//! Engine operation bodies shared by the Docker and Podman types. Both
//! speak the same HTTP API through bollard; only connection setup and the
//! compose frontend differ between them.

use std::collections::{BTreeMap, HashMap};
use std::time::Duration;

use bollard::Docker;
use bollard::container::{
    CreateContainerOptions, ListContainersOptions, LogsOptions, RemoveContainerOptions,
    StartContainerOptions, StatsOptions, StopContainerOptions,
};
use bollard::exec::{CreateExecOptions, StartExecResults};
use bollard::network::{CreateNetworkOptions, InspectNetworkOptions, ListNetworksOptions};
use futures_util::StreamExt;

use devarch_core::error::{Error, Result};
use devarch_core::runtime::{ContainerState, ContainerStats, ExecOutput, NetworkInfo};
use devarch_core::types::EffectiveConfig;
use devarch_core::validation;

use crate::convert;

/// Upper bound on collected exec/log output.
const OUTPUT_LIMIT_BYTES: usize = 1 << 20;

pub(crate) async fn ping(docker: &Docker) -> Result<()> {
    docker.ping().await.map_err(convert::map_engine_error)?;
    Ok(())
}

pub(crate) async fn inspect(docker: &Docker, name: &str) -> Result<Option<ContainerState>> {
    match docker.inspect_container(name, None).await {
        Ok(response) => Ok(Some(convert::state_from_inspect(name, response))),
        Err(e) => {
            let mapped = convert::map_engine_error(e);
            if mapped.kind == devarch_core::ErrorKind::NotFound {
                Ok(None)
            } else {
                Err(mapped)
            }
        }
    }
}

pub(crate) async fn create(
    docker: &Docker,
    config: &EffectiveConfig,
    network: &str,
) -> Result<()> {
    let options = CreateContainerOptions {
        name: config.container_name.clone(),
        platform: None,
    };
    docker
        .create_container(Some(options), convert::container_config(config, network))
        .await
        .map_err(convert::map_engine_error)?;
    Ok(())
}

pub(crate) async fn start(docker: &Docker, name: &str) -> Result<()> {
    docker
        .start_container(name, None::<StartContainerOptions<String>>)
        .await
        .map_err(convert::map_engine_error)?;
    Ok(())
}

pub(crate) async fn stop(docker: &Docker, name: &str, timeout: Duration) -> Result<()> {
    let options = StopContainerOptions {
        t: timeout.as_secs().min(i64::MAX as u64) as i64,
    };
    docker
        .stop_container(name, Some(options))
        .await
        .map_err(convert::map_engine_error)?;
    Ok(())
}

pub(crate) async fn remove(docker: &Docker, name: &str, force: bool) -> Result<()> {
    let options = RemoveContainerOptions {
        force,
        ..Default::default()
    };
    match docker.remove_container(name, Some(options)).await {
        Ok(()) => Ok(()),
        Err(e) => {
            let mapped = convert::map_engine_error(e);
            if mapped.kind == devarch_core::ErrorKind::NotFound {
                Ok(())
            } else {
                Err(mapped)
            }
        }
    }
}

pub(crate) async fn exec(docker: &Docker, name: &str, cmd: &[String]) -> Result<ExecOutput> {
    let created = docker
        .create_exec(
            name,
            CreateExecOptions {
                cmd: Some(cmd.to_vec()),
                attach_stdout: Some(true),
                attach_stderr: Some(true),
                ..Default::default()
            },
        )
        .await
        .map_err(convert::map_engine_error)?;

    let mut stdout = String::new();
    let mut stderr = String::new();
    match docker
        .start_exec(&created.id, None)
        .await
        .map_err(convert::map_engine_error)?
    {
        StartExecResults::Attached { mut output, .. } => {
            while let Some(chunk) = output.next().await {
                let chunk = chunk.map_err(convert::map_engine_error)?;
                match chunk {
                    bollard::container::LogOutput::StdOut { message } => {
                        if stdout.len() < OUTPUT_LIMIT_BYTES {
                            stdout.push_str(&String::from_utf8_lossy(&message));
                        }
                    }
                    bollard::container::LogOutput::StdErr { message } => {
                        if stderr.len() < OUTPUT_LIMIT_BYTES {
                            stderr.push_str(&String::from_utf8_lossy(&message));
                        }
                    }
                    _ => {}
                }
            }
        }
        StartExecResults::Detached => {}
    }

    let inspected = docker
        .inspect_exec(&created.id)
        .await
        .map_err(convert::map_engine_error)?;

    Ok(ExecOutput {
        exit_code: inspected.exit_code.unwrap_or(-1),
        stdout,
        stderr,
    })
}

pub(crate) async fn logs(docker: &Docker, name: &str, tail: usize) -> Result<String> {
    let options = LogsOptions::<String> {
        stdout: true,
        stderr: true,
        tail: tail.to_string(),
        ..Default::default()
    };
    let mut stream = docker.logs(name, Some(options));
    let mut collected = String::new();
    while let Some(chunk) = stream.next().await {
        let chunk = chunk.map_err(convert::map_engine_error)?;
        collected.push_str(&String::from_utf8_lossy(&chunk.into_bytes()));
        if collected.len() >= OUTPUT_LIMIT_BYTES {
            break;
        }
    }
    Ok(collected)
}

pub(crate) async fn stats(docker: &Docker, name: &str) -> Result<ContainerStats> {
    let options = StatsOptions {
        stream: false,
        one_shot: true,
    };
    let mut stream = docker.stats(name, Some(options));
    let sample = stream
        .next()
        .await
        .ok_or_else(|| Error::internal(format!("engine returned no stats for '{}'", name)))?
        .map_err(convert::map_engine_error)?;

    let cpu_delta = sample
        .cpu_stats
        .cpu_usage
        .total_usage
        .saturating_sub(sample.precpu_stats.cpu_usage.total_usage);
    let system_delta = sample
        .cpu_stats
        .system_cpu_usage
        .unwrap_or(0)
        .saturating_sub(sample.precpu_stats.system_cpu_usage.unwrap_or(0));
    let online_cpus = sample.cpu_stats.online_cpus.unwrap_or(1).max(1);
    let cpu_percent = if system_delta > 0 {
        (cpu_delta as f64 / system_delta as f64) * online_cpus as f64 * 100.0
    } else {
        0.0
    };

    let (rx_bytes, tx_bytes) = sample
        .networks
        .as_ref()
        .map(|nets| {
            nets.values()
                .fold((0u64, 0u64), |(rx, tx), n| (rx + n.rx_bytes, tx + n.tx_bytes))
        })
        .unwrap_or((0, 0));

    Ok(ContainerStats {
        cpu_percent,
        memory_bytes: sample.memory_stats.usage.unwrap_or(0),
        memory_limit_bytes: sample.memory_stats.limit.unwrap_or(0),
        rx_bytes,
        tx_bytes,
    })
}

pub(crate) async fn network_create(
    docker: &Docker,
    name: &str,
    labels: &BTreeMap<String, String>,
) -> Result<()> {
    if let Some(existing) = network_inspect(docker, name).await? {
        if existing.managed {
            return Ok(());
        }
        return Err(Error::conflict(format!(
            "a network named '{}' exists but is not managed by devarch",
            name
        ))
        .with_suggestion("remove the conflicting network or set an explicit network override"));
    }

    let mut create_labels: HashMap<String, String> =
        labels.iter().map(|(k, v)| (k.clone(), v.clone())).collect();
    create_labels.insert(
        validation::LABEL_MANAGED_BY.to_string(),
        validation::MANAGED_BY_VALUE.to_string(),
    );

    docker
        .create_network(CreateNetworkOptions {
            name: name.to_string(),
            driver: "bridge".to_string(),
            labels: create_labels,
            ..Default::default()
        })
        .await
        .map_err(convert::map_engine_error)?;
    Ok(())
}

pub(crate) async fn network_inspect(docker: &Docker, name: &str) -> Result<Option<NetworkInfo>> {
    match docker
        .inspect_network(name, None::<InspectNetworkOptions<String>>)
        .await
    {
        Ok(network) => Ok(Some(convert::network_info(network))),
        Err(e) => {
            let mapped = convert::map_engine_error(e);
            if mapped.kind == devarch_core::ErrorKind::NotFound {
                Ok(None)
            } else {
                Err(mapped)
            }
        }
    }
}

pub(crate) async fn network_list(docker: &Docker) -> Result<Vec<NetworkInfo>> {
    let label_filter = format!(
        "{}={}",
        validation::LABEL_MANAGED_BY,
        validation::MANAGED_BY_VALUE
    );
    let mut filters = HashMap::new();
    filters.insert("label".to_string(), vec![label_filter]);

    let networks = docker
        .list_networks(Some(ListNetworksOptions { filters }))
        .await
        .map_err(convert::map_engine_error)?;
    Ok(networks.into_iter().map(convert::network_info).collect())
}

pub(crate) async fn network_remove(docker: &Docker, name: &str) -> Result<()> {
    match network_inspect(docker, name).await? {
        None => Ok(()),
        Some(info) if !info.managed => Err(Error::conflict(format!(
            "refusing to remove network '{}': not managed by devarch",
            name
        ))),
        Some(_) => {
            docker
                .remove_network(name)
                .await
                .map_err(convert::map_engine_error)?;
            Ok(())
        }
    }
}

/// Containers carrying the devarch managed label, optionally restricted to
/// one stack.
pub(crate) async fn list_managed_containers(
    docker: &Docker,
    stack: Option<&str>,
) -> Result<Vec<String>> {
    let mut label_filters = vec![format!(
        "{}={}",
        validation::LABEL_MANAGED_BY,
        validation::MANAGED_BY_VALUE
    )];
    if let Some(stack) = stack {
        label_filters.push(format!("{}={}", validation::LABEL_STACK_ID, stack));
    }
    let mut filters = HashMap::new();
    filters.insert("label".to_string(), label_filters);

    let containers = docker
        .list_containers(Some(ListContainersOptions {
            all: true,
            filters,
            ..Default::default()
        }))
        .await
        .map_err(convert::map_engine_error)?;

    Ok(containers
        .into_iter()
        .filter_map(|c| c.names)
        .filter_map(|names| names.first().cloned())
        .map(|name| name.trim_start_matches('/').to_string())
        .collect())
}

**********

YOUR INSTRUCTIONS:
All lines from the beginning of the material above through the one with "use std::time::Duration;" need to be returned exactly; please return those and only those.

FINAL ANSWER:
//! Engine operation bodies shared by the Docker and Podman types. Both
//! speak the same HTTP API through bollard; only connection setup and the
//! compose frontend differ between them.

use std::collections::{BTreeMap, HashMap};
use std::time::Duration;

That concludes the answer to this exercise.